Saved data entries:

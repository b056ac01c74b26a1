//! Golden test vectors for cross-implementation verification.
//!
//! Every implementation of the protocol must derive identical tokens, keys,
//! generators, and owners. The expected values here are full uppercase
//! SHA3-256 hex strings.

use serde::Serialize;

use hasq_core::{Chain, ChainRow, CoreError};

/// How a vector's chain starts.
#[derive(Debug, Clone, Copy, Serialize)]
pub enum Start {
    /// `Chain::create(data, passphrase)`.
    Create(&'static str),
    /// `Chain::with_token(create_token(data), 0)`.
    Empty,
}

/// How a transfer's key is derived.
#[derive(Debug, Clone, Copy, Serialize)]
pub enum KeyStep {
    /// `chain.key(passphrase)`: position of the current last element.
    Key(&'static str),
    /// `chain.key_on(id, passphrase)`.
    KeyOn(u64, &'static str),
}

/// An expected row after all transfers.
#[derive(Debug, Clone, Serialize)]
pub struct ExpectedRow {
    pub id: u64,
    pub key: &'static str,
    pub generator: Option<&'static str>,
    pub owner: Option<&'static str>,
}

impl ExpectedRow {
    fn matches(&self, row: &ChainRow) -> bool {
        row.id == self.id
            && row.key == self.key
            && row.generator.as_deref() == self.generator
            && row.owner.as_deref() == self.owner
    }
}

/// A golden test vector.
#[derive(Debug, Clone, Serialize)]
pub struct GoldenVector {
    /// Human-readable name for the vector.
    pub name: &'static str,
    /// Data the token is derived from.
    pub data: &'static [u8],
    /// How the chain starts.
    pub start: Start,
    /// Keys committed with `owned`, in order.
    pub transfers: &'static [KeyStep],
    /// Expected token hash.
    pub expected_token: &'static str,
    /// Expected rows after every transfer.
    pub expected_rows: &'static [ExpectedRow],
}

/// Get all golden test vectors.
pub fn all_vectors() -> Vec<GoldenVector> {
    vec![
        GoldenVector {
            name: "bootstrap then two transfers",
            data: b"TEST_DATA",
            start: Start::Create("password"),
            transfers: &[KeyStep::Key("password1"), KeyStep::Key("password2")],
            expected_token: "844410C7F7EBB264C5A2EA699F8595A73BA11433953FF61066176D964E181CEB",
            expected_rows: &[
                ExpectedRow {
                    id: 0,
                    key: "3E49BB634F16DB9D3AADBB54EDFCD2F95F8D292F334C243FA7693C2F9DC225C8",
                    generator: Some(
                        "8E0EC86AC42602D94C8C19DBDFB152412AFD8FB2898FF619D7BE8812173FF877",
                    ),
                    owner: Some("B97B635D59EB5EA857428544E0E03E252C064DF5807A1166DAEAA33C6E814165"),
                },
                ExpectedRow {
                    id: 1,
                    key: "51A337FC5CF17B05BF81B00E8E20CCB1B3CFBBEF6E6D0C9A16E438B485A02B24",
                    generator: Some(
                        "970A12D140FA2E0103C9D09300FB44D12B5E4A8583B9D058CD279CA79A5F3C73",
                    ),
                    owner: None,
                },
                ExpectedRow {
                    id: 2,
                    key: "7670BF06CE10D18DD3E9E561669D313EDF65C83A53655E43FDF414CFF58AE36A",
                    generator: None,
                    owner: None,
                },
            ],
        },
        GoldenVector {
            name: "empty chain with four positional keys",
            data: b"parcel 42",
            start: Start::Empty,
            transfers: &[
                KeyStep::KeyOn(0, "pw0"),
                KeyStep::KeyOn(1, "pw1"),
                KeyStep::KeyOn(2, "pw2"),
                KeyStep::KeyOn(3, "pw3"),
            ],
            expected_token: "A1E7686FAE63FE25BA0CE34266C8992FA8615ABF9C04FC3B7898FF0D897C57EA",
            expected_rows: &[
                ExpectedRow {
                    id: 0,
                    key: "9A80A46221FF44BA9363FC5F630C4855737F03E0CABD4C6226B2EBBDF42ABAD4",
                    generator: Some(
                        "C74E3F6A30D6CCB437E8E2DD0263DDFBB3DA554539713D6B077E15E5E9C21337",
                    ),
                    owner: Some("E4B8EE4C6DE9F9242DD0BCB60E653AA5C4E4BFB47F9963EF3D15A3D73B52E1EE"),
                },
                ExpectedRow {
                    id: 1,
                    key: "2D0A34100ED063D1DEA3FC34ACFDB5E71386208614A1C44F6A920D57C2370208",
                    generator: Some(
                        "37B64AA5A594EF9E17AFA3EFD2C3C40B7F46DF4674BB4A2D7F74BBD5D653B2D9",
                    ),
                    owner: Some("03C22032E4946EBB0EED98D8FB226AE993D0C6125433C9F2550CF19EA83BB20D"),
                },
                ExpectedRow {
                    id: 2,
                    key: "F040B10FBC226A47EBA1AA087D32CCF581F0B8459C5A6E8E98463C7D741D37D0",
                    generator: Some(
                        "1485408157A5DDB915557E4D1C0027B7A76E559219D1767A21348E2A711103CE",
                    ),
                    owner: None,
                },
                ExpectedRow {
                    id: 3,
                    key: "DD6D73AB0FC29B84C6D4D7F99242953AA158A7922C11F9014CED4270FE574004",
                    generator: None,
                    owner: None,
                },
            ],
        },
        GoldenVector {
            name: "empty data, bootstrap only",
            data: b"",
            start: Start::Create("password"),
            transfers: &[],
            expected_token: "A7FFC6F8BF1ED76651C14756A061D662F580FF4DE43B49FA82D80A4B80F8434A",
            // Checked separately: the bootstrap repeats its key.
            expected_rows: &[],
        },
    ]
}

/// Build the chain a vector describes.
pub fn chain_from_vector(vector: &GoldenVector) -> Result<Chain, CoreError> {
    let mut chain = match vector.start {
        Start::Create(passphrase) => Chain::create(vector.data, passphrase),
        Start::Empty => Chain::with_token(hasq_core::create_token(vector.data), 0),
    };

    for step in vector.transfers {
        let (_, key) = match *step {
            KeyStep::Key(passphrase) => chain.key(passphrase),
            KeyStep::KeyOn(id, passphrase) => chain.key_on(id, passphrase),
        };
        chain.owned(key)?;
    }

    Ok(chain)
}

/// Verify all golden vectors against this implementation.
///
/// Returns `(name, matches)` for each vector. An empty `expected_rows`
/// checks only the token.
pub fn verify_all_vectors() -> Vec<(String, bool)> {
    all_vectors()
        .iter()
        .map(|v| {
            let chain = match chain_from_vector(v) {
                Ok(chain) => chain,
                Err(_) => return (v.name.to_string(), false),
            };
            let rows = chain.rows();

            let token_ok = chain.token().as_str() == v.expected_token;
            let rows_ok = v.expected_rows.is_empty()
                || (rows.len() == v.expected_rows.len()
                    && v.expected_rows.iter().zip(&rows).all(|(e, r)| e.matches(r)));

            (v.name.to_string(), token_ok && rows_ok && chain.validate())
        })
        .collect()
}

/// All vectors as pretty JSON, for sharing with other implementations.
pub fn vectors_json() -> serde_json::Result<String> {
    serde_json::to_string_pretty(&all_vectors())
}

- Problem -
Exactly as they stand, set down the lines from the top of the data through the line with "pub enum Start".

- Worked solution -
repository b056ac01c74b26a1
//! Golden test vectors for cross-implementation verification.
//!
//! Every implementation of the protocol must derive identical tokens, keys,
//! generators, and owners. The expected values here are full uppercase
//! SHA3-256 hex strings.

use serde::Serialize;

use hasq_core::{Chain, ChainRow, CoreError};

/// How a vector's chain starts.
#[derive(Debug, Clone, Copy, Serialize)]
pub enum Start {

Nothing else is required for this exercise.